## Material provided:

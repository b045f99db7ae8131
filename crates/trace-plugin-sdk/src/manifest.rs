use std::fmt;

use serde::{Deserialize, Serialize};
use serde_json::Value;

/// Declarative description of one trace capability.
///
/// Manifests are either built in code (built-in plugins) or read from JSON
/// files next to the application. The response transformer is code and is
/// attached through [`crate::PluginDefinition`], never through JSON.
#[derive(Debug, Clone, PartialEq, Serialize, Deserialize, Default)]
#[serde(default, rename_all = "camelCase")]
pub struct PluginManifest {
    pub id: String,
    pub name: String,
    #[serde(skip_serializing_if = "Option::is_none")]
    pub version: Option<String>,
    #[serde(skip_serializing_if = "Option::is_none")]
    pub description: Option<String>,
    #[serde(skip_serializing_if = "Option::is_none")]
    pub author: Option<String>,
    pub trace_config: Option<TraceConfig>,
}

/// Headers and query parameters injected into outgoing requests.
#[derive(Debug, Clone, PartialEq, Serialize, Deserialize, Default)]
#[serde(default, rename_all = "camelCase")]
pub struct TraceConfig {
    pub headers: Vec<TraceParam>,
    pub query_params: Vec<TraceParam>,
}

#[derive(Debug, Clone, PartialEq, Serialize, Deserialize)]
pub struct TraceParam {
    pub name: String,
    pub value: String,
    /// Entries are applied only when explicitly enabled.
    #[serde(default)]
    pub enabled: bool,
    #[serde(default, skip_serializing_if = "Option::is_none")]
    pub description: Option<String>,
}

impl TraceParam {
    pub fn enabled(name: impl Into<String>, value: impl Into<String>) -> Self {
        Self {
            name: name.into(),
            value: value.into(),
            enabled: true,
            description: None,
        }
    }

    pub fn disabled(name: impl Into<String>, value: impl Into<String>) -> Self {
        Self {
            enabled: false,
            ..Self::enabled(name, value)
        }
    }

    pub fn with_description(mut self, description: impl Into<String>) -> Self {
        self.description = Some(description.into());
        self
    }
}

impl TraceConfig {
    pub fn enabled_headers(&self) -> impl Iterator<Item = &TraceParam> {
        self.headers.iter().filter(|h| h.enabled)
    }

    pub fn enabled_query_params(&self) -> impl Iterator<Item = &TraceParam> {
        self.query_params.iter().filter(|p| p.enabled)
    }
}

impl PluginManifest {
    pub fn new(id: impl Into<String>, name: impl Into<String>, trace_config: TraceConfig) -> Self {
        Self {
            id: id.into(),
            name: name.into(),
            trace_config: Some(trace_config),
            ..Self::default()
        }
    }

    pub fn with_version(mut self, version: impl Into<String>) -> Self {
        self.version = Some(version.into());
        self
    }

    pub fn with_description(mut self, description: impl Into<String>) -> Self {
        self.description = Some(description.into());
        self
    }

    pub fn with_author(mut self, author: impl Into<String>) -> Self {
        self.author = Some(author.into());
        self
    }

    /// Returns the trace configuration, or an empty one for unvalidated manifests.
    pub fn trace_config(&self) -> TraceConfig {
        self.trace_config.clone().unwrap_or_default()
    }

    /// Parses `version` as semver when present.
    pub fn parsed_version(&self) -> Option<semver::Version> {
        self.version
            .as_deref()
            .and_then(|v| semver::Version::parse(v.trim()).ok())
    }

    /// Checks the invariants required at registration time.
    pub fn validate(&self) -> Result<(), ManifestError> {
        require_text(ManifestField::Id, &self.id)?;
        require_text(ManifestField::Name, &self.name)?;
        if self.trace_config.is_none() {
            return Err(ManifestError::new(
                ManifestField::TraceConfig,
                ManifestErrorReason::Missing,
            ));
        }
        Ok(())
    }

    /// Validates the raw document shape, deserializes it and checks invariants.
    pub fn from_value(value: Value) -> Result<Self, ManifestError> {
        let Value::Object(root) = &value else {
            return Err(ManifestError::new(
                ManifestField::Root,
                ManifestErrorReason::NotAnObject,
            ));
        };
        for (field, key) in [(ManifestField::Id, "id"), (ManifestField::Name, "name")] {
            match root.get(key) {
                None | Some(Value::Null) => {
                    return Err(ManifestError::new(field, ManifestErrorReason::Missing))
                }
                Some(Value::String(_)) => {}
                Some(other) => {
                    return Err(ManifestError::new(
                        field,
                        ManifestErrorReason::Malformed(format!("expected a string, found {}", kind(other))),
                    ))
                }
            }
        }
        match root.get("traceConfig") {
            None | Some(Value::Null) => {
                return Err(ManifestError::new(
                    ManifestField::TraceConfig,
                    ManifestErrorReason::Missing,
                ))
            }
            Some(Value::Object(config)) => {
                for (field, key) in [
                    (ManifestField::Headers, "headers"),
                    (ManifestField::QueryParams, "queryParams"),
                ] {
                    match config.get(key) {
                        None | Some(Value::Array(_)) => {}
                        Some(_) => {
                            return Err(ManifestError::new(field, ManifestErrorReason::NotASequence))
                        }
                    }
                }
            }
            Some(_) => {
                return Err(ManifestError::new(
                    ManifestField::TraceConfig,
                    ManifestErrorReason::NotAnObject,
                ))
            }
        }

        let manifest: PluginManifest = serde_json::from_value(value).map_err(|err| {
            ManifestError::new(ManifestField::Root, ManifestErrorReason::Malformed(err.to_string()))
        })?;
        manifest.validate()?;
        Ok(manifest)
    }

    pub fn from_json(raw: &str) -> Result<Self, ManifestError> {
        let value: Value = serde_json::from_str(raw).map_err(|err| {
            ManifestError::new(ManifestField::Root, ManifestErrorReason::Malformed(err.to_string()))
        })?;
        Self::from_value(value)
    }
}

fn require_text(field: ManifestField, value: &str) -> Result<(), ManifestError> {
    if value.trim().is_empty() {
        return Err(ManifestError::new(field, ManifestErrorReason::Empty));
    }
    Ok(())
}

fn kind(value: &Value) -> &'static str {
    match value {
        Value::Null => "null",
        Value::Bool(_) => "a boolean",
        Value::Number(_) => "a number",
        Value::String(_) => "a string",
        Value::Array(_) => "an array",
        Value::Object(_) => "an object",
    }
}

/// Manifest location a validation error refers to.
#[derive(Debug, Clone, Copy, PartialEq, Eq)]
pub enum ManifestField {
    Root,
    Id,
    Name,
    TraceConfig,
    Headers,
    QueryParams,
}

impl fmt::Display for ManifestField {
    fn fmt(&self, f: &mut fmt::Formatter<'_>) -> fmt::Result {
        let path = match self {
            ManifestField::Root => "<root>",
            ManifestField::Id => "id",
            ManifestField::Name => "name",
            ManifestField::TraceConfig => "traceConfig",
            ManifestField::Headers => "traceConfig.headers",
            ManifestField::QueryParams => "traceConfig.queryParams",
        };
        f.write_str(path)
    }
}

#[derive(Debug, Clone, PartialEq, Eq)]
pub enum ManifestErrorReason {
    Missing,
    Empty,
    NotAnObject,
    NotASequence,
    Malformed(String),
}

impl fmt::Display for ManifestErrorReason {
    fn fmt(&self, f: &mut fmt::Formatter<'_>) -> fmt::Result {
        match self {
            ManifestErrorReason::Missing => f.write_str("is required"),
            ManifestErrorReason::Empty => f.write_str("must not be empty"),
            ManifestErrorReason::NotAnObject => f.write_str("must be an object"),
            ManifestErrorReason::NotASequence => f.write_str("must be a sequence"),
            ManifestErrorReason::Malformed(detail) => write!(f, "is malformed: {detail}"),
        }
    }
}

/// Structured manifest validation failure.
#[derive(Debug, Clone, PartialEq, Eq, thiserror::Error)]
#[error("manifest field `{field}` {reason}")]
pub struct ManifestError {
    pub field: ManifestField,
    pub reason: ManifestErrorReason,
}

impl ManifestError {
    pub fn new(field: ManifestField, reason: ManifestErrorReason) -> Self {
        Self { field, reason }
    }
}
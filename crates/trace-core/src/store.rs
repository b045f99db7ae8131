use std::collections::{HashMap, VecDeque};

use bruno_trace_plugin_sdk::ResponseDescriptor;
use chrono::{DateTime, Utc};
use serde::Serialize;
use serde_json::{Map, Value};

use crate::registry::RegisteredPlugin;

/// One captured request/response cycle, in the shape the trace view renders.
#[derive(Debug, Clone, PartialEq, Serialize)]
#[serde(rename_all = "camelCase")]
pub struct TraceRecord {
    pub request_id: String,
    pub plugin_id: String,
    pub plugin_name: String,
    pub status: Option<u16>,
    pub status_text: Option<String>,
    pub headers: Map<String, Value>,
    pub body: Value,
    pub transform_error: Option<String>,
    pub captured_at: DateTime<Utc>,
}

impl TraceRecord {
    pub fn capture(request_id: &str, plugin: &RegisteredPlugin, response: &ResponseDescriptor) -> Self {
        Self {
            request_id: request_id.to_string(),
            plugin_id: plugin.id().to_string(),
            plugin_name: plugin.name().to_string(),
            status: response.status,
            status_text: response.status_text.clone(),
            headers: response.headers.clone(),
            body: response.data.clone(),
            transform_error: response.transform_error.clone(),
            captured_at: Utc::now(),
        }
    }
}

/// Captured trace records keyed by request id.
#[derive(Debug)]
pub struct TraceStore {
    history_limit: usize,
    records: HashMap<String, VecDeque<TraceRecord>>,
}

impl TraceStore {
    /// `history_limit` is clamped to at least one record per request.
    pub fn new(history_limit: usize) -> Self {
        Self {
            history_limit: history_limit.max(1),
            records: HashMap::new(),
        }
    }

    pub fn record(&mut self, record: TraceRecord) {
        let history = self.records.entry(record.request_id.clone()).or_default();
        history.push_back(record);
        while history.len() > self.history_limit {
            history.pop_front();
        }
    }

    /// Most recently captured record for `request_id`.
    pub fn latest(&self, request_id: &str) -> Option<&TraceRecord> {
        self.records.get(request_id).and_then(|h| h.back())
    }

    /// Records for `request_id`, oldest first.
    pub fn history(&self, request_id: &str) -> impl Iterator<Item = &TraceRecord> {
        self.records.get(request_id).into_iter().flatten()
    }

    pub fn clear(&mut self, request_id: &str) -> bool {
        self.records.remove(request_id).is_some()
    }

    pub fn request_ids(&self) -> impl Iterator<Item = &str> {
        self.records.keys().map(String::as_str)
    }
}

impl Default for TraceStore {
    fn default() -> Self {
        Self::new(crate::config::DEFAULT_HISTORY_LIMIT)
    }
}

## Activity:
From the entries above, print the lines beginning at the one with "pub fn with_version(mut" and stopping after the one with "require_text(ManifestField::Id, &self.id)?;", exactly as written and with nothing else.

## Output for this exercise:
    pub fn with_version(mut self, version: impl Into<String>) -> Self {
        self.version = Some(version.into());
        self
    }

    pub fn with_description(mut self, description: impl Into<String>) -> Self {
        self.description = Some(description.into());
        self
    }

    pub fn with_author(mut self, author: impl Into<String>) -> Self {
        self.author = Some(author.into());
        self
    }

    /// Returns the trace configuration, or an empty one for unvalidated manifests.
    pub fn trace_config(&self) -> TraceConfig {
        self.trace_config.clone().unwrap_or_default()
    }

    /// Parses `version` as semver when present.
    pub fn parsed_version(&self) -> Option<semver::Version> {
        self.version
            .as_deref()
            .and_then(|v| semver::Version::parse(v.trim()).ok())
    }

    /// Checks the invariants required at registration time.
    pub fn validate(&self) -> Result<(), ManifestError> {
        require_text(ManifestField::Id, &self.id)?;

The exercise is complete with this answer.